Странная усадьба преображалась. Оживала словно по волшебству. За каждым листом, каждой травинкой обнаруживали себя обитатели. Снова трижды прокричала птица, и на узкую дорожку вылетел человек. Он был в просторной зеленоватой рубахе, широченных вельветовых брюках, тоже зеленоватых, калошах на босу ногу.
- Где она? Где эта идиотка? – зычным голосом он словно возмещал свое бесшумное появление. – Неужели не слышите? Десяток голодных ртов орут «караул!», хоть бы кто отозвался! – и принялся отчитывать наседку, которая бросила цыплят некормлеными. Тут он остановился, чтоб вытряхнуть из калош просо, и увидел павлина. - Серафим, - сказал он, - ты зачем пасешь чужую жену? – Павлин с царственной нерасторопностью двинулся в сторону, бросив индейку, к которой прибился, а человек продолжал: - Он, подлец такой, пасет индюшку. Индюшка глупа, от восторга млеет, еще бы, какой кавалер. Ведет его к своему гнезду. А ему только того и надо. Тюк-тюк – и расклевал индюшачьи яйца. У них межвидовая борьба.
Я лишь глаза таращила, видя и слыша всё это.
- Павлин на птичьем дворе – сущее наказание. Обожает, чтобы все ему подчинялись. Властолюбивый страшно. У Брема правильно сказано: перья у павлина ангельские, голос – дьявольский, а поступь – тайного убийцы. – Тут человек обратил внимание на стайку уток: - Вон та черная кряква влюблена в эту красную, а те двое красную охраняют.

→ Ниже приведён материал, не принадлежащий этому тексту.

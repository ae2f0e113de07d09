//! Wrap-around scrolling of a bounded tile set
//!
//! The illusion of infinite horizontal scroll from a handful of tiles: each
//! tile slides left while Playing and, once fully off-screen, jumps to the
//! trailing edge of the strip. Tile count times tile width only has to
//! cover the visible width plus one wrap margin.

use super::state::GamePhase;

/// One tiled visual layer with an independent scroll speed.
#[derive(Debug, Clone)]
pub struct ScrollingLayer {
    /// Per-tile horizontal offsets
    offsets: Vec<f32>,
    tile_width: f32,
    /// Units scrolled per tick while Playing
    speed: f32,
}

impl ScrollingLayer {
    pub fn new(tile_width: f32, tiles: usize, speed: f32) -> Self {
        Self {
            offsets: (0..tiles).map(|i| i as f32 * tile_width).collect(),
            tile_width,
            speed,
        }
    }

    pub fn offsets(&self) -> &[f32] {
        &self.offsets
    }

    pub fn tile_width(&self) -> f32 {
        self.tile_width
    }

    /// Scroll one tick (Playing only). Afterwards every offset is
    /// >= -tile_width, so the strip never shows a hole.
    pub fn tick(&mut self, phase: GamePhase) {
        if phase != GamePhase::Playing {
            return;
        }
        let span = self.tile_width * self.offsets.len() as f32;
        for offset in &mut self.offsets {
            *offset -= self.speed;
            if *offset < -self.tile_width {
                *offset += span;
            }
        }
    }
}
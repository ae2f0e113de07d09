//! Logical screen geometry
//!
//! The simulation anchors entities against a fixed logical screen; actual
//! window size and scaling are the renderer's concern. Passed explicitly at
//! construction and per tick, never read from a global.

use serde::{Deserialize, Serialize};

use crate::consts::PIPE_WIDTH;

/// Logical screen dimensions
#[derive(Debug, Clone, Serialize, Deserialize)]
pub struct Config {
    pub screen_width: f32,
    pub screen_height: f32,
}

impl Default for Config {
    fn default() -> Self {
        Self {
            screen_width: 640.0,
            screen_height: 480.0,
        }
    }
}

impl Config {
    /// x-coordinate of the screen center
    #[inline]
    pub fn center_x(&self) -> f32 {
        self.screen_width / 2.0
    }

    /// y-coordinate of the screen center
    #[inline]
    pub fn center_y(&self) -> f32 {
        self.screen_height / 2.0
    }

    /// An obstacle counts for score once its x drops below this, i.e. once
    /// its right edge has fully passed the horizontal center.
    #[inline]
    pub fn score_threshold(&self) -> f32 {
        self.center_x() - PIPE_WIDTH
    }
}

#[cfg(test)]
mod tests {
    use super::*;

    #[test]
    fn test_default_anchors() {
        let config = Config::default();
        assert_eq!(config.center_x(), 320.0);
        assert_eq!(config.center_y(), 240.0);
        assert_eq!(config.score_threshold(), 268.0);
    }
}
//! Axis-aligned collision between the player and obstacle segments
//!
//! All gameplay geometry is rectangles anchored at their lower-left corner,
//! so a strict AABB overlap test is the whole story. Checks must run after
//! every entity has moved for the frame.

use glam::Vec2;

use super::state::{Obstacle, ObstacleField, Player};
use crate::config::Config;

/// An axis-aligned box anchored at its lower-left corner.
#[derive(Debug, Clone, Copy, PartialEq)]
pub struct Aabb {
    pub pos: Vec2,
    pub size: Vec2,
}

impl Aabb {
    pub fn new(x: f32, y: f32, width: f32, height: f32) -> Self {
        Self {
            pos: Vec2::new(x, y),
            size: Vec2::new(width, height),
        }
    }

    /// Strict overlap: boxes that merely share an edge do not collide.
    pub fn overlaps(&self, other: &Aabb) -> bool {
        self.pos.x + self.size.x > other.pos.x
            && self.pos.x < other.pos.x + other.size.x
            && self.pos.y + self.size.y > other.pos.y
            && self.pos.y < other.pos.y + other.size.y
    }
}

/// True if the player overlaps either segment of the obstacle, evaluated at
/// the obstacle's current resolved position.
pub fn player_hits_obstacle(player: &Player, obstacle: &Obstacle, config: &Config) -> bool {
    let player_box = player.aabb(config);
    obstacle
        .segments()
        .iter()
        .any(|segment| player_box.overlaps(segment))
}

/// Stateless sweep of the whole field.
pub fn player_hits_field(player: &Player, field: &ObstacleField, config: &Config) -> bool {
    field
        .obstacles()
        .iter()
        .any(|obstacle| player_hits_obstacle(player, obstacle, config))
}

#[cfg(test)]
mod tests {
    use super::*;
    use crate::consts::*;
    use rand::SeedableRng;
    use rand_pcg::Pcg32;

    fn obstacle_at(x: f32, gap_y: f32) -> Obstacle {
        let config = Config::default();
        let mut rng = Pcg32::seed_from_u64(1);
        let mut obstacle = Obstacle::new(0, &config, &mut rng);
        obstacle.x = x;
        obstacle.gap_y = gap_y;
        obstacle
    }

    #[test]
    fn test_aabb_overlap() {
        let a = Aabb::new(0.0, 0.0, 10.0, 10.0);
        assert!(a.overlaps(&Aabb::new(5.0, 5.0, 10.0, 10.0)));
        assert!(a.overlaps(&Aabb::new(-5.0, -5.0, 10.0, 10.0)));
        assert!(!a.overlaps(&Aabb::new(20.0, 0.0, 10.0, 10.0)));
        assert!(!a.overlaps(&Aabb::new(0.0, -20.0, 10.0, 10.0)));
        // Shared edges are not a collision
        assert!(!a.overlaps(&Aabb::new(10.0, 0.0, 10.0, 10.0)));
        assert!(!a.overlaps(&Aabb::new(0.0, 10.0, 10.0, 10.0)));
    }

    #[test]
    fn test_clear_pass_through_gap_center() {
        let config = Config::default();
        let mut player = Player::new(&config);
        // Obstacle overlapping the player column, gap anchored so its
        // center is at screen center
        let obstacle = obstacle_at(config.center_x() - PIPE_WIDTH / 2.0, 240.0 - GAP_DROP);

        // Hold the player's box centered in the 100-unit gap; never a hit
        player.position = obstacle.gap_center() - PLAYER_HEIGHT / 2.0;
        assert!(!player_hits_obstacle(&player, &obstacle, &config));
    }

    #[test]
    fn test_hit_at_gap_boundary() {
        let config = Config::default();
        let mut player = Player::new(&config);
        let obstacle = obstacle_at(config.center_x() - PIPE_WIDTH / 2.0, 240.0 - GAP_DROP);

        // One unit into the lower pipe
        player.position = obstacle.gap_y + PIPE_HEIGHT - 1.0;
        assert!(player_hits_obstacle(&player, &obstacle, &config));

        // One unit into the upper pipe
        player.position = obstacle.gap_y + PIPE_SPAN - PLAYER_HEIGHT + 1.0;
        assert!(player_hits_obstacle(&player, &obstacle, &config));
    }

    #[test]
    fn test_descent_through_gap_boundary_hits_once() {
        let config = Config::default();
        let mut player = Player::new(&config);
        let obstacle = obstacle_at(config.center_x() - PIPE_WIDTH / 2.0, 240.0 - GAP_DROP);

        // Walk the player down across the gap; it must hit the lower pipe
        // for some frame range and be clear inside the gap
        let mut hits = 0;
        let mut clears = 0;
        let mut y = obstacle.gap_y + PIPE_SPAN + 10.0;
        while y > obstacle.gap_y + PIPE_HEIGHT - 30.0 {
            player.position = y;
            if player_hits_obstacle(&player, &obstacle, &config) {
                hits += 1;
            } else {
                clears += 1;
            }
            y -= 4.0;
        }
        assert!(hits > 0);
        assert!(clears > 0);
    }

    #[test]
    fn test_horizontal_miss() {
        let config = Config::default();
        let mut player = Player::new(&config);
        // Obstacle far to the right of the player column, gap irrelevant
        let obstacle = obstacle_at(600.0, 240.0 - GAP_DROP);
        player.position = obstacle.gap_y + 100.0; // well inside pipe height
        assert!(!player_hits_obstacle(&player, &obstacle, &config));
    }

    #[test]
    fn test_field_sweep_finds_single_hit() {
        let config = Config::default();
        let mut rng = Pcg32::seed_from_u64(3);
        let mut field = ObstacleField::new(&config, &mut rng);
        let mut player = Player::new(&config);

        assert!(!player_hits_field(&player, &field, &config));

        // Drag obstacle 7 over the player column at pipe height
        field.obstacles_mut()[7].x = config.center_x() - PIPE_WIDTH / 2.0;
        player.position = field.obstacles()[7].gap_y + 10.0;
        assert!(player_hits_field(&player, &field, &config));
    }
}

Нечего говорить, что досада моя прошла, я видела замечательного оригинала и ждала его новых слов как выступлений артиста. Но он вдруг сменил тему, в голосе его послышались нотки оправдания:
- Не проследи, и всё передохнет, зароется рогом в землю. СтОит на день отлучиться – и шкода готова. В прошлый раз уморили Бобку, он с голодухи наелся гнилых подсолнечных шляпок и вытянул лапки. Теперь мой сурок без пары. А вчера чуть не раздели павлина: давай выдирать ему хвост. Ну что за народ! На уме только деньги, по десятке перо, «а у него новые отрастут». Пришлось рассчитать бездельников. Теперь я на базе один, потому и не встретил.
С этими словами он сел на крыльцо и преподнес мне новый сюрприз:
- Ваша комната занята. Я поселил в ней двух сычей. А чтоб топор в воздухе не повесить, днем и ночью держал дверь открытой. И вот среди ночи сычи орут в клетках, волнуются. Значит, кто-то их беспокоит. Захожу и вижу: роспись посреди комнаты. Похоже на работу енота. Заглянул под стол – а там лисица. Большая, очень худая, какая-то вся облезлая, шкура да кости. Я вмиг дверь прикрыл, и рыжая оказалась в плену. Чуть тихо становится, она давай рыскать. Птицы начинают бить тревогу. Я сразу к ним. Открываю дверь – лисица под стол шасть, только глаза сверкают. Худая до невозможности, совсем доходяга. Может, она из леса, а может, кто взял лисенком, выкормил, а она удрала… Моих индюшат штук двадцать передушила. Я ее со злости стрелял в сумерках, но темно, мушки не видно, и я промазал… Может, чем подлечу, если попалась. А выпустить – пропадет.
С лисицей я соперничать не могла и без разговоров уступила ей свою комнату. Однако надо же было где-то остановиться: под открытым небом могли заесть комары. Выяснилось, что Новожилов предусмотрел уже всё.